Product of two generalized hypergeometric functions

Question

Is there a formula that allows me to calculate this product: $$\, _0F_1(;2;\text{ax}) \, _0F_1(;2;\text{bx})$$ Are there any references? Thanks in advance.

Answer 1

Yes, there is a general result, via which this can be cast in terms of the $_2F_1$ hypergeometric function. The relevant relation is formula 4.3.(12) on page 187 in "Higher Transcendental Functions, Vol. 1" by A. Erdelyi (Ed.), which I am reproducing below for your convenience.

$$ {}_{0}F_{1}(c;p z) \ {}_{0}F_{1}(c';q z)= \\ \sum_{n=0}^{\infty}\ \frac{(pz)^{n}}{n!\ (c)_{n}}\ \ {}_2F_{1}(1-c-n,-n; \ c'; \ \frac{q}{p}), $$

The symbol in the denominator is the usual Pochhammer.

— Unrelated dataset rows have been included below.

//! PiRust CLI - Hybrid parallel Pi calculator.
//!
//! Computes Pi to a requested number of decimals with a group of ranks, each
//! running a pool of worker threads. By default every rank but the root is
//! a child process of this executable; `--in-process` runs the ranks as
//! threads of a single process instead.
//!
//! Built with the `mpi` feature, the ranks can also be started by an MPI
//! runtime, which decides the rank count:
//!
//! ```text
//! mpirun -n 4 pirust 1000 -t 4 --mpi
//! ```

mod launcher;

use std::io::BufWriter;
use std::time::{Duration, Instant};

use anyhow::{Context, Result};
use clap::Parser;
use indicatif::{ProgressBar, ProgressStyle};
use pirust_core::comm::{PipeRoot, PipeWorker};
use pirust_core::float::BACKEND;
use pirust_core::{codec, compute_pi, run_rank, Algorithm, PiConfig, PiReport};
use tracing::info;
use tracing_subscriber::EnvFilter;

use launcher::WorkerGroup;

const VERSION: &str = env!("CARGO_PKG_VERSION");

/// CLI arguments structure.
#[derive(Parser)]
#[command(name = "pirust", version, about = "Hybrid parallel Pi calculator", long_about = None)]
struct Cli {
    /// Number of decimal digits to compute.
    digits: u64,

    /// Series to evaluate: bbp (0), bellard (1), chudnovsky-blocks (2) or chudnovsky (3).
    #[arg(short, long, default_value = "chudnovsky")]
    algorithm: Algorithm,

    /// Number of ranks (processes).
    #[arg(short, long, default_value_t = 1)]
    procs: usize,

    /// Worker threads per rank.
    #[arg(short, long, default_value_t = 1)]
    threads: usize,

    /// Print a single CSV row instead of the human-readable report.
    #[arg(long)]
    csv: bool,

    /// Run every rank as a thread of this process.
    #[arg(long)]
    in_process: bool,

    /// Run as the given non-root rank and write its payload to stdout.
    #[arg(long, hide = true, conflicts_with = "in_process")]
    worker_rank: Option<usize>,

    /// Run as one rank of an MPI job; the rank count comes from `mpirun`.
    #[cfg(feature = "mpi")]
    #[arg(long, conflicts_with_all = ["in_process", "worker_rank"])]
    mpi: bool,
}

fn main() -> Result<()> {
    let cli = Cli::parse();

    tracing_subscriber::fmt()
        .with_env_filter(
            EnvFilter::try_from_default_env().unwrap_or_else(|_| EnvFilter::new("warn")),
        )
        .with_writer(std::io::stderr)
        .init();

    #[cfg(feature = "mpi")]
    if cli.mpi {
        return run_mpi(&cli);
    }

    let config = PiConfig::new(cli.digits, cli.procs, cli.threads, cli.algorithm);
    config.validate()?;

    if let Some(rank) = cli.worker_rank {
        return run_worker(&config, rank);
    }

    if !cli.csv {
        let ranks = if cli.in_process { "in-process ranks" } else { "processes" };
        print_configuration(&config, ranks);
    }

    let spinner = (!cli.csv).then(start_spinner).transpose()?;
    let outcome = if cli.in_process {
        compute_pi(&config).context("in-process run failed")
    } else {
        run_processes(&config)
    };
    if let Some(spinner) = spinner {
        spinner.finish_and_clear();
    }
    let report = outcome?;

    if cli.csv {
        print_csv(&report);
    } else {
        print_report(&report);
    }
    Ok(())
}

/// Worker side of a multi-process run: computes one rank and streams its
/// payload to the root over stdout.
fn run_worker(config: &PiConfig, rank: usize) -> Result<()> {
    anyhow::ensure!(
        (1..config.procs).contains(&rank),
        "worker rank {rank} is outside 1..{}",
        config.procs
    );
    let out = BufWriter::new(std::io::stdout().lock());
    let mut comm = PipeWorker::new(rank, config.procs, out);
    run_rank(config, &mut comm).with_context(|| format!("worker rank {rank} failed"))?;
    Ok(())
}

/// Root side of a multi-process run.
///
/// Workers are spawned before the root starts its own block so all ranks
/// compute concurrently; the root then folds their payloads in rank order.
fn run_processes(config: &PiConfig) -> Result<PiReport> {
    let start = Instant::now();
    let mut workers = WorkerGroup::spawn(config)?;
    info!(workers = config.procs - 1, "worker processes started");

    let mut root = PipeRoot::new(
        workers.take_outputs()?,
        codec::max_payload_len(config.precision()),
    );
    let pi = run_rank(config, &mut root)
        .context("root rank failed")?
        .context("root rank produced no result")?;
    drop(root);
    workers.wait()?;

    Ok(PiReport::new(*config, pi, start.elapsed()))
}

/// One rank of an MPI job.
///
/// Every rank validates the configuration, but only the root reports a
/// failure, so an invalid run prints one error instead of one per rank.
#[cfg(feature = "mpi")]
fn run_mpi(cli: &Cli) -> Result<()> {
    use pirust_core::comm::{Communicator, MpiComm};
    use pirust_core::Precision;
    use tracing::warn;

    let slot = codec::max_payload_len(Precision::for_digits(cli.digits));
    let mut comm = MpiComm::init(slot)?;
    if cli.procs != 1 && cli.procs != comm.size() {
        warn!(requested = cli.procs, world = comm.size(), "--procs ignored under MPI");
    }

    let config = PiConfig::new(cli.digits, comm.size(), cli.threads, cli.algorithm);
    if let Err(err) = config.validate() {
        return if comm.is_root() { Err(err.into()) } else { Ok(()) };
    }

    let root = comm.is_root();
    if root && !cli.csv {
        print_configuration(&config, "MPI ranks");
    }
    let spinner = (root && !cli.csv).then(start_spinner).transpose()?;

    let start = Instant::now();
    let outcome = run_rank(&config, &mut comm)
        .with_context(|| format!("MPI rank {} failed", comm.rank()));
    if let Some(spinner) = spinner {
        spinner.finish_and_clear();
    }

    if let Some(pi) = outcome? {
        let report = PiReport::new(config, pi, start.elapsed());
        if cli.csv {
            print_csv(&report);
        } else {
            print_report(&report);
        }
    }
    Ok(())
}

fn start_spinner() -> Result<ProgressBar> {
    let spinner = ProgressBar::new_spinner();
    spinner.set_style(
        ProgressStyle::default_spinner().template("{spinner:.green} {msg} [{elapsed}]")?,
    );
    spinner.set_message("Computing Pi...");
    spinner.enable_steady_tick(Duration::from_millis(80));
    Ok(spinner)
}

fn print_configuration(config: &PiConfig, ranks: &str) {
    let num_cpus = std::thread::available_parallelism()
        .map(|p| p.get())
        .unwrap_or(1);

    println!("--- Execution Configuration ---");
    println!("PiRust v{}", VERSION);
    println!("Environment: {} logical processors.", num_cpus);
    println!("Algorithm: {}", config.algorithm);
    println!(
        "Precision: {} digits ({}), {} iterations.",
        format_number(config.digits),
        config.precision(),
        format_number(config.iterations())
    );
    println!("Workers: {} {} x {} threads.", config.procs, ranks, config.threads);
    println!();
}

fn print_report(report: &PiReport) {
    println!("--- Execution Complete ---");
    println!("Pi = {}", report.pi_string());
    println!();
    println!(
        "Decimals computed    : {} / {}",
        format_number(report.decimals_computed),
        format_number(report.config.digits)
    );
    println!("Iterations           : {}", format_number(report.iterations));
    println!("Execution time       : {}", format_duration(report.elapsed));
}

fn print_csv(report: &PiReport) {
    let config = &report.config;
    println!(
        "{},{},{},{},{},{},{},{:.6}",
        BACKEND,
        config.algorithm.name(),
        config.digits,
        report.iterations,
        config.procs,
        config.threads,
        report.decimals_computed,
        report.elapsed.as_secs_f64()
    );
}

/// Formats a duration into a human-readable string (ms or s).
fn format_duration(duration: Duration) -> String {
    let millis = duration.as_millis();
    if millis < 1 {
        format!("{:.2}ms", duration.as_micros() as f64 / 1000.0)
    } else if millis < 1000 {
        format!("{}ms", millis)
    } else {
        format!("{:.2}s", duration.as_secs_f64())
    }
}

/// Formats a number with comma separators (e.g., "1,000,000").
fn format_number(n: u64) -> String {
    let s = n.to_string();
    let mut result = String::with_capacity(s.len() + s.len() / 3);
    for (i, c) in s.chars().enumerate() {
        if i > 0 && (s.len() - i) % 3 == 0 {
            result.push(',');
        }
        result.push(c);
    }
    result
}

The product you seek is the even more special case of this, where $c = c'$.

Answer 2

If you look here, you will see that this hypergeometric function is very closely related to the modified Bessel function of the first kind $$\, _0F_1(;2;a x)=\frac{I_1\left(2 \sqrt{a} \sqrt{x}\right)}{\sqrt{a} \sqrt{x}}$$ which makes $$\, _0F_1(;2;a x)\,\,\, _0F_1(;2;b x)=\frac{I_1\left(2 \sqrt{a} \sqrt{x}\right) I_1\left(2 \sqrt{b} \sqrt{x}\right)}{\sqrt{a} \sqrt{b}\, x}$$ I do not think that you could further simplify.